Banyak dari kalangan pengusaha yang menyodorkan putrinya hanya untuk membuat perjanjian kontrak kerja. Namun, Chen selalu menolak wanita-wanita itu. Padahal, dari sekian wanita-wanita tersebut tidak pernah mengecewakan. Tetap saja Chen menolaknya.
"Asisten Dishi, kenapa Tuan Chen menolakku? Apakah ini pertanda jika aku harus mati?" tanya wanita tersebut.
"Nona, sebaiknya anda menjauh saja dari Tuan Muda kami. Dia memang tidak pernah ingin di sentuh oleh wanita manapun. Tolong mengertilah!" jelas Asisten Dishi.
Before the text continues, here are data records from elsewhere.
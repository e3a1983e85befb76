//! Error taxonomy for the Matrix accounting core
//!
//! Every failure aborts the whole composite operation. Nothing in the core
//! retries; callers branch on [`ErrorKind`] to decide what to do next.

use alloy_primitives::{Address, U256};
use thiserror::Error;

/// Fixed-width integer failures
#[derive(Debug, Clone, Copy, PartialEq, Eq, Error)]
pub enum ArithmeticError {
    #[error("arithmetic overflow")]
    Overflow,

    #[error("arithmetic underflow")]
    Underflow,

    #[error("division by zero")]
    DivideByZero,
}

/// Coarse error classification callers can match on
#[derive(Debug, Clone, Copy, PartialEq, Eq)]
pub enum ErrorKind {
    Arithmetic,
    InvalidParameter,
    Unauthorized,
    InsufficientBalance,
    ValuationUnavailable,
}

#[derive(Debug, Clone, PartialEq, Eq, Error)]
pub enum MatrixError {
    #[error(transparent)]
    Arithmetic(#[from] ArithmeticError),

    #[error("invalid parameter: {0}")]
    InvalidParameter(String),

    #[error("caller {caller} is not an authorized module or manager")]
    Unauthorized { caller: Address },

    #[error("insufficient balance of {asset}: required {required}, available {available}")]
    InsufficientBalance {
        asset: Address,
        required: U256,
        available: U256,
    },

    #[error("valuation unavailable: {0}")]
    ValuationUnavailable(String),
}

impl MatrixError {
    pub fn invalid(msg: impl Into<String>) -> Self {
        MatrixError::InvalidParameter(msg.into())
    }

    pub fn kind(&self) -> ErrorKind {
        match self {
            MatrixError::Arithmetic(_) => ErrorKind::Arithmetic,
            MatrixError::InvalidParameter(_) => ErrorKind::InvalidParameter,
            MatrixError::Unauthorized { .. } => ErrorKind::Unauthorized,
            MatrixError::InsufficientBalance { .. } => ErrorKind::InsufficientBalance,
            MatrixError::ValuationUnavailable(_) => ErrorKind::ValuationUnavailable,
        }
    }
}

pub type MatrixResult<T> = Result<T, MatrixError>;

#[cfg(test)]
mod tests {
    use super::*;

    #[test]
    fn test_kinds_are_distinguishable() {
        let unauthorized = MatrixError::Unauthorized { caller: Address::ZERO };
        let short = MatrixError::InsufficientBalance {
            asset: Address::ZERO,
            required: U256::from(2),
            available: U256::from(1),
        };

        assert_eq!(unauthorized.kind(), ErrorKind::Unauthorized);
        assert_eq!(short.kind(), ErrorKind::InsufficientBalance);
        assert_ne!(unauthorized.kind(), short.kind());
    }

    #[test]
    fn test_arithmetic_converts() {
        let err: MatrixError = ArithmeticError::DivideByZero.into();
        assert_eq!(err.kind(), ErrorKind::Arithmetic);
        assert_eq!(err.to_string(), "division by zero");
    }
}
"Mengapa demikian? Apakah aku ini banyak kekurangan? Jika aku gagal, aku pasti akan dibunuh oleh Ayahku, tolong …." mohon wanita itu, bersimpuh di kaki Asisten Dishi.
Chen keluar dan meminta wanita itu masuk kembali. Kemudian memberikan perjanjian kontrak kerja hanya selama 3 tahun saja. Wanita itu sangat girang, ia berinisiatif untuk mengecup Chen, namun di tolak mentah-mentah oleh Chen.
"Tuan, mengapa anda tidak mau saya beri imbalan?" ucap wanita itu dengan manja.
"Saya jijik, dan saya bukan lelaki murahan!" seru Chen memberikan kode kepada Asisten Dishi untuk membawa wanita itu keluar dari kantornya.
Setelah wanita itu keluar, Chen membuka potret lama Aisyah dan Gwen yang pernah dikirimkan oleh Airy sejak perpisahan mereka 13 tahun lalu.
"Tuan," sapa Asisten Dishi seraya mengetuk pintu.
"Masuklah!"
Asisten Dishi duduk di kursinya. Kemudian mempertanyakan tentang mengapa Chen selalu menolak wanita yang menyerahkan diri dan kehormatannya kepadanya.
"Kau mempertanyakan itu lagi, Asisten Dishi?"
"Maaf jika saya lancang, Tuan Muda," ucap Asisten Dishi membungkuk.
"Baiklah, aku akan menjawab pertanyaan yang sering kau tanyakan itu. Duduklah!"
Asisten Dishi duduk di depan meja Chen. Chen menunjukkan potret kedua saudarinya kepada Asisten Dishi. "Mereka kedua saudariku. Dua-duanya perempuan, jika aku memanfaatkan atau bahkan sampai merusak wanita yang datang kepadaku … bagaimana dengan kedua saudariku?"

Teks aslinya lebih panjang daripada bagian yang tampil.